El escenario está casi completo. Las nacionalidades históricas, como era previsible, han elevado la tensión del discurso separatista. En Cataluña ya no hay moderados que, sin negar el fin de la independencia, lo dilaten a un futuro por definir. En el País Vasco la mayoría independentista se acerca como un acorazado a las próximas urnas. Gracias a una clase política irresponsable, necia e inculta, que desprecia nuestra historia y se desprecia a sí misma, las instituciones han llevado su credibilidad hasta el fondo de las cloacas.

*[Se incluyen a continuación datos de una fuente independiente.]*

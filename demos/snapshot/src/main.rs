//! Stream position snapshots through a lossy, jittery, reordering link.

use clap::{value_parser, Arg, ArgMatches, Command};
use prometheus_client::{encoding::text::encode, registry::Registry};
use snapshot::{Config, Driver};
use std::process::exit;
use tracing::{debug, error, info, Level};

/// Returns the version of the crate.
fn crate_version() -> &'static str {
    env!("CARGO_PKG_VERSION")
}

fn main() {
    // Parse arguments
    let matches = Command::new("snapnet-snapshot")
        .about("stream position snapshots through an impaired link")
        .version(crate_version())
        .arg(
            Arg::new("config")
                .long("config")
                .value_parser(value_parser!(String))
                .help("Path to a YAML configuration file"),
        )
        .arg(float("latency", "Fixed one-way delay in seconds"))
        .arg(float("jitter", "Maximum random delay added to latency, in seconds [0, 1]"))
        .arg(float("loss", "Probability a snapshot is dropped [0, 1]"))
        .arg(float("scramble", "Probability a snapshot is delivered out of order [0, 1]"))
        .arg(float("send-interval", "Seconds between snapshots"))
        .arg(float("frame", "Seconds between frames"))
        .arg(float("duration", "Seconds of simulated time to send snapshots for"))
        .arg(
            Arg::new("seed")
                .long("seed")
                .value_parser(value_parser!(u64))
                .help("Seed for the link's random number generator"),
        )
        .arg(
            Arg::new("verbose")
                .long("verbose")
                .num_args(0)
                .help("Log every delivery"),
        )
        .get_matches();

    // Create logger
    let level = if matches.get_flag("verbose") {
        Level::DEBUG
    } else {
        Level::INFO
    };
    tracing_subscriber::fmt().with_max_level(level).init();

    // Load config
    let config = match load_config(&matches) {
        Ok(config) => config,
        Err(err) => {
            error!(?err, "invalid configuration");
            exit(1);
        }
    };
    info!(
        latency = config.impairment.latency,
        jitter = config.impairment.jitter,
        loss = config.impairment.loss,
        scramble = config.impairment.scramble,
        send_interval = config.send_interval,
        duration = config.duration,
        seed = config.seed,
        "loaded config"
    );

    // Run
    let driver = match Driver::new(config) {
        Ok(driver) => driver,
        Err(err) => {
            error!(?err, "invalid configuration");
            exit(1);
        }
    };
    let mut registry = Registry::default();
    driver.register(&mut registry);
    let summary = driver.run();

    // Report
    let mut metrics = String::new();
    match encode(&mut metrics, &registry) {
        Ok(()) => debug!(%metrics, "link metrics"),
        Err(err) => error!(?err, "failed to encode metrics"),
    }
    info!(
        produced = summary.produced,
        received = summary.received,
        lost = summary.lost,
        out_of_order = summary.out_of_order,
        "finished"
    );
    println!("{summary}");
}

/// Optional floating point argument.
fn float(name: &'static str, help: &'static str) -> Arg {
    Arg::new(name)
        .long(name)
        .value_parser(value_parser!(f64))
        .help(help)
}

/// Read the config file (if any) and apply overrides from the command line.
fn load_config(matches: &ArgMatches) -> Result<Config, snapshot::Error> {
    let mut config = match matches.get_one::<String>("config") {
        Some(path) => Config::load(path)?,
        None => Config::default(),
    };

    let overrides = [
        ("latency", &mut config.impairment.latency),
        ("jitter", &mut config.impairment.jitter),
        ("loss", &mut config.impairment.loss),
        ("scramble", &mut config.impairment.scramble),
        ("send-interval", &mut config.send_interval),
        ("frame", &mut config.frame),
        ("duration", &mut config.duration),
    ];
    for (name, value) in overrides {
        if let Some(provided) = matches.get_one::<f64>(name) {
            *value = *provided;
        }
    }
    if let Some(seed) = matches.get_one::<u64>("seed") {
        config.seed = *seed;
    }

    config.validate()?;
    Ok(config)
}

La aluminosis del escándalo, la manipulación y el sectarismo han degradado pilares estructurales del edificio de España, como la propia Monarquía o la Justicia. Los zombis del comunismo han salido de sus fosas para asaltar supermercados y predicar el expolio a las propiedades de los ricos o de los más afortunados (exceptuando a Cristiano Ronaldo porque está triste) porque la propiedad sólo existe según y como. La izquierda moderada pide meter a un banquero en la cárcel: cualquiera, porque son la peste y hay que dar ejemplo. La derecha liberal se abalanza por el abismo donde siempre ha terminado despeñándose, con políticas sociales regresivas, contaminando de conceptos religiosos la legislación civil y entregándose canibalismo. Muchas de las cosas que nos pasan hoy, pasaron hace ya setenta y cinco años en España. Entonces, como ahora, la sociedad estaba dividida en dos grandes facciones que se anulaban mutuamente. Entonces, como ahora, la política era un espectáculo de descalificaciones y violencia y las instituciones habían naufragado en la impotencia y la inepcia con la entusiasta colaboración militante de los medios de comunicación de masas. Entonces, como ahora, las nacionalidades históricas querían desarraigarse de un Estado fracasado y débil. Entonces, como ahora, la mansa y harta sociedad silenciosa rezaba por una salvación milagrosa, por la aparición de un mesías político, un cirujano con mano de hierro que extirpase de España tanta suciedad, tanta mediocridad, tanta confusión y desánimo. Y llegó, aunque en vez de un habilidoso cirujano fuese un experto carnicero.
El escenario está casi completo. Con nuevos actores pero viejos argumentos. La historia nos lleva siempre por los mismos meandros. La crisis ha demolido un Estado enfermo, agravando los síntomas de un sector público decidido a sobrevivir aunque sea a costa de devorar saturninamente a la propia sociedad que le alimenta. Lo que nos mata no es ser pobres, sino estúpidos. Enfermos terminales del enfrentamiento, el extremismo y la intolerancia.